*** Opening of Data for analysis ***
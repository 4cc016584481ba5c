//! 32-byte key material and size normalization.
//!
//! Normalization contract:
//! - empty input is rejected;
//! - exactly 32 bytes pass through;
//! - shorter input is zero-extended, then every extended position takes
//!   `in[i % len] ^ 0x5C`;
//! - longer input collapses to its SHA-256 digest.
//!
//! The operation is idempotent: a normalized key normalizes to itself.

use std::fmt;

use sha2::{Digest, Sha256};
use zeroize::{Zeroize, ZeroizeOnDrop};

use crate::constants::{KEY_EXTEND_MASK, KEY_LEN};
use crate::key::KeyError;

/// Normalized symmetric key. Always exactly 32 bytes; wiped on drop.
#[derive(Clone, PartialEq, Eq, Zeroize, ZeroizeOnDrop)]
pub struct Key([u8; KEY_LEN]);

impl Key {
    pub fn from_bytes(bytes: [u8; KEY_LEN]) -> Self {
        Self(bytes)
    }

    pub fn as_bytes(&self) -> &[u8] {
        &self.0
    }

    pub fn as_array(&self) -> &[u8; KEY_LEN] {
        &self.0
    }

    /// Uppercase hex, no separators: the persistence format.
    pub fn to_hex_upper(&self) -> String {
        hex::encode_upper(self.0)
    }
}

impl fmt::Debug for Key {
    fn fmt(&self, f: &mut fmt::Formatter<'_>) -> fmt::Result {
        // Key bytes never reach logs.
        f.write_str("Key(32 bytes)")
    }
}

/// Normalize arbitrary key material to exactly [`KEY_LEN`] bytes.
pub fn normalize_key(raw: &[u8]) -> Result<Key, KeyError> {
    if raw.is_empty() {
        return Err(KeyError::Empty);
    }

    if raw.len() == KEY_LEN {
        let mut out = [0u8; KEY_LEN];
        out.copy_from_slice(raw);
        return Ok(Key(out));
    }

    if raw.len() < KEY_LEN {
        let mut out = [0u8; KEY_LEN];
        out[..raw.len()].copy_from_slice(raw);
        for i in raw.len()..KEY_LEN {
            out[i] = raw[i % raw.len()] ^ KEY_EXTEND_MASK;
        }
        return Ok(Key(out));
    }

    let digest = Sha256::digest(raw);
    let mut out = [0u8; KEY_LEN];
    out.copy_from_slice(&digest);
    Ok(Key(out))
}
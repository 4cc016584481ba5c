//! XChaCha20-Poly1305 catalog entry.
//!
//! Extended 24-byte derived nonce; otherwise the same AEAD shape as the
//! AES-GCM entry (32-byte key, 16-byte appended tag, fail-closed open).

use chacha20poly1305::aead::{Aead, KeyInit};
use chacha20poly1305::{XChaCha20Poly1305, XNonce};

use crate::cipher::aesgcm::TAG_OVERHEAD;
use crate::cipher::identity::{AlgorithmTag, TAG_XCCH};
use crate::cipher::{derive_nonce, CipherError, FileCipher};
use crate::constants::KEY_LEN;
use crate::key::Key;

pub struct XChaCha20Poly1305Cipher;

impl XChaCha20Poly1305Cipher {
    fn instance(&self, key: &Key) -> Result<XChaCha20Poly1305, CipherError> {
        XChaCha20Poly1305::new_from_slice(key.as_bytes()).map_err(|_| {
            CipherError::InvalidKeyLen { expected: KEY_LEN, actual: key.as_bytes().len() }
        })
    }
}

impl FileCipher for XChaCha20Poly1305Cipher {
    fn tag(&self) -> AlgorithmTag {
        TAG_XCCH
    }

    fn encrypt(&self, plaintext: &[u8], key: &Key) -> Result<Vec<u8>, CipherError> {
        let nonce: [u8; 24] = derive_nonce(TAG_XCCH, key);
        self.instance(key)?
            .encrypt(XNonce::from_slice(&nonce), plaintext)
            .map_err(|_| CipherError::Failure("XChaCha20-Poly1305 seal failed".into()))
    }

    fn decrypt(&self, ciphertext: &[u8], key: &Key) -> Result<Vec<u8>, CipherError> {
        if ciphertext.len() < TAG_OVERHEAD {
            return Err(CipherError::CiphertextTooShort {
                have: ciphertext.len(),
                need: TAG_OVERHEAD,
            });
        }
        let nonce: [u8; 24] = derive_nonce(TAG_XCCH, key);
        self.instance(key)?
            .decrypt(XNonce::from_slice(&nonce), ciphertext)
            .map_err(|_| CipherError::TagMismatch)
    }

    fn sealed_len(&self, plaintext_len: usize) -> usize {
        plaintext_len + TAG_OVERHEAD
    }
}
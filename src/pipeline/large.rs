//! Streaming mode: sequential chunked read, bounded-parallel cipher
//! workers, completion-order positioned writes.
//!
//! Wiring:
//! - a reader thread slices the payload into fixed chunks and feeds a
//!   bounded channel (the bound is the in-flight cap);
//! - `max_parallelism` workers apply the cipher;
//! - the calling thread drains results in completion order and writes each
//!   at its absolute offset, which is deterministic because every cipher
//!   declares a deterministic `sealed_len`.
//!
//! Decrypt side: a container whose header does not parse is treated as
//! legacy raw ciphertext (rewind, warn, continue).

use std::fs::File;
use std::io::{BufReader, Read, Seek, SeekFrom, Write};
use std::path::Path;
use std::thread;

use bytes::Bytes;
use crossbeam::channel::{bounded, Receiver, Sender};
use tracing::{info, warn};

use crate::cipher::{CipherError, FileCipher};
use crate::config::EngineConfig;
use crate::constants::HEADER_LEN;
use crate::header::{encode_header, read_header, FileHeader};
use crate::key::Key;
use crate::pipeline::cancel::CancelToken;
use crate::pipeline::progress::ProgressCounters;
use crate::pipeline::Direction;
use crate::types::EngineError;

struct ChunkJob {
    index: u64,
    data: Bytes,
}

struct ChunkDone {
    index: u64,
    bytes_in: usize,
    data: Vec<u8>,
}

/// Read up to `len` bytes, short only at end of stream.
fn read_exact_or_eof<R: Read>(r: &mut R, len: usize) -> std::io::Result<Bytes> {
    let mut buf = vec![0u8; len];
    let mut off = 0;
    while off < len {
        let n = r.read(&mut buf[off..])?;
        if n == 0 {
            break;
        }
        off += n;
    }
    buf.truncate(off);
    Ok(Bytes::from(buf))
}

pub(crate) fn process(
    input: &Path,
    output: &Path,
    cipher: &dyn FileCipher,
    key: &Key,
    direction: Direction,
    config: &EngineConfig,
    cancel: &CancelToken,
    counters: &mut ProgressCounters,
) -> Result<(), EngineError> {
    let mut in_file = File::open(input)?;
    let total_len = in_file.metadata()?.len();

    // Header handling decides where the payload starts and where output
    // chunk offsets are based.
    let (payload_start, out_base) = match direction {
        Direction::Encrypt => (0u64, HEADER_LEN as u64),
        Direction::Decrypt => match read_header(&mut in_file) {
            Ok(_) => (HEADER_LEN as u64, 0u64),
            Err(e) => {
                warn!(
                    input = %input.display(),
                    error = %e,
                    "container header unreadable; assuming legacy header-less ciphertext"
                );
                in_file.seek(SeekFrom::Start(0))?;
                (0u64, 0u64)
            }
        },
    };

    let payload_len = total_len - payload_start;
    let chunk_size = config.chunk_size_for(payload_len);
    // Workers consume whole cipher units: plaintext chunks on the way in,
    // sealed chunks on the way out.
    let (read_stride, out_stride) = match direction {
        Direction::Encrypt => (chunk_size, cipher.sealed_len(chunk_size) as u64),
        Direction::Decrypt => (cipher.sealed_len(chunk_size), chunk_size as u64),
    };

    let mut out_file = File::create(output)?;
    if direction == Direction::Encrypt {
        out_file.write_all(&encode_header(&FileHeader::new(cipher.tag())))?;
    }

    let workers = config.max_parallelism.max(1);
    let (job_tx, job_rx) = bounded::<ChunkJob>(workers);
    let (done_tx, done_rx) = bounded::<Result<ChunkDone, CipherError>>(workers);

    let mut reader = BufReader::with_capacity(config.buffer_size, in_file);
    let mut first_err: Option<EngineError> = None;

    thread::scope(|scope| {
        // ---- Reader ----
        let reader_cancel = cancel.clone();
        let reader_handle = scope.spawn(move || -> Result<(), EngineError> {
            let mut index = 0u64;
            loop {
                if reader_cancel.is_cancelled() {
                    break;
                }
                let data = read_exact_or_eof(&mut reader, read_stride)?;
                if data.is_empty() {
                    break;
                }
                if job_tx.send(ChunkJob { index, data }).is_err() {
                    break; // workers gone, writer owns the error
                }
                index += 1;
            }
            drop(job_tx); // close the job channel so workers drain and exit
            Ok(())
        });

        // ---- Workers ----
        for _ in 0..workers {
            let rx: Receiver<ChunkJob> = job_rx.clone();
            let tx: Sender<Result<ChunkDone, CipherError>> = done_tx.clone();
            let worker_cancel = cancel.clone();
            scope.spawn(move || {
                for job in rx.iter() {
                    if worker_cancel.is_cancelled() {
                        break;
                    }
                    let bytes_in = job.data.len();
                    let result = match direction {
                        Direction::Encrypt => cipher.encrypt(&job.data, key),
                        Direction::Decrypt => cipher.decrypt(&job.data, key),
                    }
                    .map(|data| ChunkDone { index: job.index, bytes_in, data });
                    if tx.send(result).is_err() {
                        break;
                    }
                }
            });
        }
        drop(job_rx);
        drop(done_tx);

        // ---- Positioned writer (completion order) ----
        for result in done_rx.iter() {
            match result {
                Ok(done) if first_err.is_none() => {
                    let offset = out_base + done.index * out_stride;
                    let write = out_file
                        .seek(SeekFrom::Start(offset))
                        .and_then(|_| out_file.write_all(&done.data));
                    match write {
                        Ok(()) => counters.add_unit(done.bytes_in, done.data.len()),
                        Err(e) => {
                            first_err = Some(EngineError::Io(e));
                            cancel.cancel();
                        }
                    }
                }
                Ok(_) => {} // draining after failure
                Err(e) => {
                    if first_err.is_none() {
                        first_err = Some(EngineError::Cipher(e));
                        cancel.cancel();
                    }
                }
            }
        }

        match reader_handle.join() {
            Ok(Ok(())) => {}
            Ok(Err(e)) => {
                if first_err.is_none() {
                    first_err = Some(e);
                }
            }
            Err(_) => {
                if first_err.is_none() {
                    first_err = Some(EngineError::Pipeline("reader thread panicked"));
                }
            }
        }
    });

    if let Some(e) = first_err {
        return Err(e);
    }
    cancel.check()?;

    info!(
        input = %input.display(),
        chunks = counters.units_completed,
        chunk_size,
        workers,
        "streaming mode complete"
    );
    Ok(())
}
*** Close of Data for analysis ***
What is being asked:
Your answer should be only the number of lines in the entries above that hold the string "ChunkJob".

Result for this task:
4